The scientific view of the phenomenal universe has reached this stage, and does not seem capable of going beyond it. To view the picture in its completeness, a mind is required that is not itself involved in the phenomenal process, a transcendental mind that is outside the realm of causality and the subject-object relationship. It must “know some things other than physics.”

So far, science has helped us, in its own way, to understand the Buddhist principles of anicca, dukkha and anattā, for the account it gives of the universe is completely in accord with Buddhist philosophy. The process of universal flux and the inherent substancelessness of matter is a fundamental of Buddhism. More than that, the process has actually been observed in the course of Buddhist meditation; the atomic constituents have been seen and felt, and the dukkha of their arising and passing away has made itself known to the mind which has stopped identifying the process with what we call “self,” the illusion of sakkāya diṭṭhi. The supramundane knowledge of Buddhism begins where science leaves us, but because Buddhism is based upon direct perception of ultimate truth, it is only natural that the discoveries of science should confirm it as they are doing today.

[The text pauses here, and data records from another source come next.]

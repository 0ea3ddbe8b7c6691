//! Test-only responders, gateways and stream helpers.

use std::collections::VecDeque;
use std::num::NonZeroU32;
use std::sync::{Arc, Mutex};

use anyhow::{Result, anyhow, bail};
use async_trait::async_trait;
use futures::{Stream, StreamExt};
use tempfile::TempDir;

use crate::agents::{Responder, Response, SessionContext};
use crate::core::types::{NegotiationEvent, Role};
use crate::io::persistence::{JsonlGateway, MessageRecord, PersistenceGateway, SessionRecord};

/// One queued reply of a [`ScriptedResponder`].
#[derive(Debug, Clone)]
pub enum ScriptedReply {
    Reply(Response),
    Fail(String),
}

/// What a [`ScriptedResponder`] was asked.
#[derive(Debug, Clone, PartialEq, Eq)]
pub struct ScriptedCall {
    pub role: Role,
    pub round: u32,
    pub input: String,
    pub history_len: usize,
}

/// Responder that answers from a fixed queue regardless of role and records
/// every call it receives.
#[derive(Debug, Default)]
pub struct ScriptedResponder {
    replies: Mutex<VecDeque<ScriptedReply>>,
    calls: Mutex<Vec<ScriptedCall>>,
}

impl ScriptedResponder {
    pub fn new(replies: Vec<ScriptedReply>) -> Self {
        Self {
            replies: Mutex::new(replies.into()),
            calls: Mutex::new(Vec::new()),
        }
    }

    /// One proposal followed by one review per entry in `verdicts`.
    ///
    /// Round `n` produces `"proposal n"` and `"review n"`.
    pub fn rounds(verdicts: &[bool]) -> Self {
        let replies = verdicts
            .iter()
            .enumerate()
            .flat_map(|(idx, &approved)| {
                let round = idx + 1;
                [
                    ScriptedReply::Reply(Response::proposal(format!("proposal {round}"))),
                    ScriptedReply::Reply(Response::verdict(format!("review {round}"), approved)),
                ]
            })
            .collect();
        Self::new(replies)
    }

    pub fn calls(&self) -> Vec<ScriptedCall> {
        self.calls.lock().unwrap_or_else(|e| e.into_inner()).clone()
    }
}

#[async_trait]
impl Responder for ScriptedResponder {
    async fn respond(&self, role: Role, ctx: &SessionContext<'_>) -> Result<Response> {
        self.calls
            .lock()
            .unwrap_or_else(|e| e.into_inner())
            .push(ScriptedCall {
                role,
                round: ctx.round,
                input: ctx.input.to_string(),
                history_len: ctx.history.len(),
            });
        let next = self
            .replies
            .lock()
            .unwrap_or_else(|e| e.into_inner())
            .pop_front();
        match next {
            Some(ScriptedReply::Reply(response)) => Ok(response),
            Some(ScriptedReply::Fail(message)) => Err(anyhow!(message)),
            None => bail!("scripted responder exhausted"),
        }
    }
}

/// Responder whose calls never resolve.
#[derive(Debug, Clone, Copy, Default)]
pub struct PendingResponder;

#[async_trait]
impl Responder for PendingResponder {
    async fn respond(&self, _role: Role, _ctx: &SessionContext<'_>) -> Result<Response> {
        std::future::pending().await
    }
}

/// Gateway that rejects every write.
#[derive(Debug, Clone, Copy, Default)]
pub struct FailingGateway;

#[async_trait]
impl PersistenceGateway for FailingGateway {
    async fn append_session(&self, _record: &SessionRecord) -> Result<()> {
        bail!("gateway unavailable")
    }

    async fn append_message(&self, _record: &MessageRecord) -> Result<()> {
        bail!("gateway unavailable")
    }
}

/// JSONL gateway rooted in a fresh temporary directory.
///
/// Keep the returned [`TempDir`] alive for as long as the gateway is used.
pub fn temp_jsonl_gateway() -> (TempDir, Arc<JsonlGateway>) {
    let dir = tempfile::tempdir().expect("create temp dir");
    let gateway = Arc::new(JsonlGateway::new(dir.path()));
    (dir, gateway)
}

/// Drain a negotiation stream to completion.
pub async fn collect_events<S>(stream: S) -> Vec<NegotiationEvent>
where
    S: Stream<Item = NegotiationEvent>,
{
    stream.collect().await
}

/// Shorthand for a non-zero round budget in tests.
pub fn rounds(n: u32) -> NonZeroU32 {
    NonZeroU32::new(n).expect("round budget must be non-zero")
}
//! Tracing setup shared by the negotiator binaries.
//!
//! # Separation of Concerns
//!
//! - **Tracing (this module)**: Diagnostics via `RUST_LOG`, output to stderr.
//!   Not persisted, not part of the negotiation record.
//!
//! - **Persistence (`io/persistence`)**: Session and message records written to
//!   the configured gateway. Always attempted, unaffected by `RUST_LOG`.

use tracing_subscriber::{EnvFilter, fmt, layer::SubscriberExt, util::SubscriberInitExt};

/// Initialize the tracing subscriber.
///
/// Reads `RUST_LOG`; when unset, falls back to `default_directives`
/// (e.g. `"negotiator=info,negotiator_server=info"`).
/// Output: stderr, compact format.
///
/// # Example
/// ```bash
/// RUST_LOG=negotiator=debug cargo run -p negotiator-server
/// ```
pub fn init(default_directives: &str) {
    let filter =
        EnvFilter::try_from_default_env().unwrap_or_else(|_| EnvFilter::new(default_directives));

    tracing_subscriber::registry()
        .with(filter)
        .with(fmt::layer().with_writer(std::io::stderr).compact())
        .init();
}
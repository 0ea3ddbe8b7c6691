//! Validation of incoming negotiation requests.
//!
//! Validation happens before any session state exists, so a rejected request
//! leaves nothing behind.

use thiserror::Error;

/// Reasons a request is rejected before a stream opens.
#[derive(Debug, Clone, PartialEq, Eq, Error)]
pub enum ValidationError {
    #[error("missing required field `{0}`")]
    MissingField(&'static str),
}

/// A validated request to start one negotiation.
#[derive(Debug, Clone, PartialEq, Eq)]
pub struct NegotiationRequest {
    requirement: String,
    session_id: String,
}

impl NegotiationRequest {
    /// Build a request from raw optional fields.
    ///
    /// Both fields are required; blank strings count as missing.
    pub fn new(
        requirement: Option<String>,
        session_id: Option<String>,
    ) -> Result<Self, ValidationError> {
        let requirement = require("requirement", requirement)?;
        let session_id = require("sessionId", session_id)?;
        Ok(Self {
            requirement,
            session_id,
        })
    }

    pub fn requirement(&self) -> &str {
        &self.requirement
    }

    pub fn session_id(&self) -> &str {
        &self.session_id
    }
}

fn require(name: &'static str, value: Option<String>) -> Result<String, ValidationError> {
    match value {
        Some(v) if !v.trim().is_empty() => Ok(v),
        _ => Err(ValidationError::MissingField(name)),
    }
}
//! HTTP route handlers for the negotiation API.

use axum::Router;
use axum::extract::State;
use axum::extract::rejection::JsonRejection;
use axum::http::{StatusCode, header};
use axum::response::{IntoResponse, Json, Response};
use axum::routing::{get, post};
use negotiator::session::{BoundaryStats, SessionError};
use serde::Deserialize;
use tracing::{debug, info, warn};

use crate::sse;
use crate::state::AppState;

const MISSING_FIELDS: &str = "Missing required fields";

/// Build the API router.
pub fn api_router() -> Router<AppState> {
    Router::new()
        .route("/health", get(health))
        .route("/stats", get(stats))
        .route("/agents/process", post(process))
}

async fn health() -> &'static str {
    "ok"
}

/// GET /api/stats - session and persistence counters.
async fn stats(State(state): State<AppState>) -> Json<BoundaryStats> {
    Json(state.boundary.stats())
}

/// Body of `POST /api/agents/process`. Both fields are required; they are
/// optional here so that presence is checked by the session boundary.
#[derive(Debug, Deserialize)]
#[serde(rename_all = "camelCase")]
pub struct ProcessRequest {
    requirement: Option<String>,
    session_id: Option<String>,
}

/// POST /api/agents/process - start a negotiation and stream its events.
async fn process(
    State(state): State<AppState>,
    payload: Result<Json<ProcessRequest>, JsonRejection>,
) -> Response {
    let body = match payload {
        Ok(Json(body)) => body,
        Err(rejection) => {
            debug!(error = %rejection, "rejected negotiation request body");
            return (StatusCode::BAD_REQUEST, MISSING_FIELDS).into_response();
        }
    };

    match state.boundary.open(body.requirement, body.session_id) {
        Ok(events) => {
            info!("streaming negotiation");
            (
                [(header::CONNECTION, "keep-alive")],
                sse::negotiation_sse(events),
            )
                .into_response()
        }
        Err(SessionError::Invalid(err)) => {
            debug!(error = %err, "invalid negotiation request");
            (StatusCode::BAD_REQUEST, MISSING_FIELDS).into_response()
        }
        Err(err @ SessionError::AlreadyActive(_)) => {
            warn!(error = %err, "duplicate negotiation request");
            (StatusCode::CONFLICT, err.to_string()).into_response()
        }
    }
}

The whole process of the deceptive arising and passing way of phenomena may be comprehended in the word maya. This word is usually translated as “illusion” but that is not entirely correct. The sphere of maya is that of relative reality; that is, it is real on its own level, but not real in any absolute sense. To the consciousness functioning on the same level, or at the same vibrational frequency, a solid is a solid exactly as it appears through the five doors of the senses. But to a consciousness operating on a different level, the solid would be seen in a different way; it would appear as physics tells us it is, a collection of atomic particles in continual movement. The “solid” object would be seen as predominantly space, with the atomic constituents widely separated, like the stars in the night sky, and only held in place by the electronic forces of attraction and repulsion, in just the same way that the planetary systems of the universe are held together. From another level it would be seen simply as the operation of a law, and from yet another plane of consciousness it would be found to be non-existent; there could be only the void, or asaṅkhata-dhamma. That plane would be outside the sphere of causality, a state unthinkable to the ordinary mind, which depends upon events in space-time for its consciousness, and we may consider it to be equivalent to the ultimate state of Nibbāna, in which there is neither coming-to-be nor passing away. The space-time continuum of phenomenal perception would be transcended and the timeless, unconditioned state would then be reached.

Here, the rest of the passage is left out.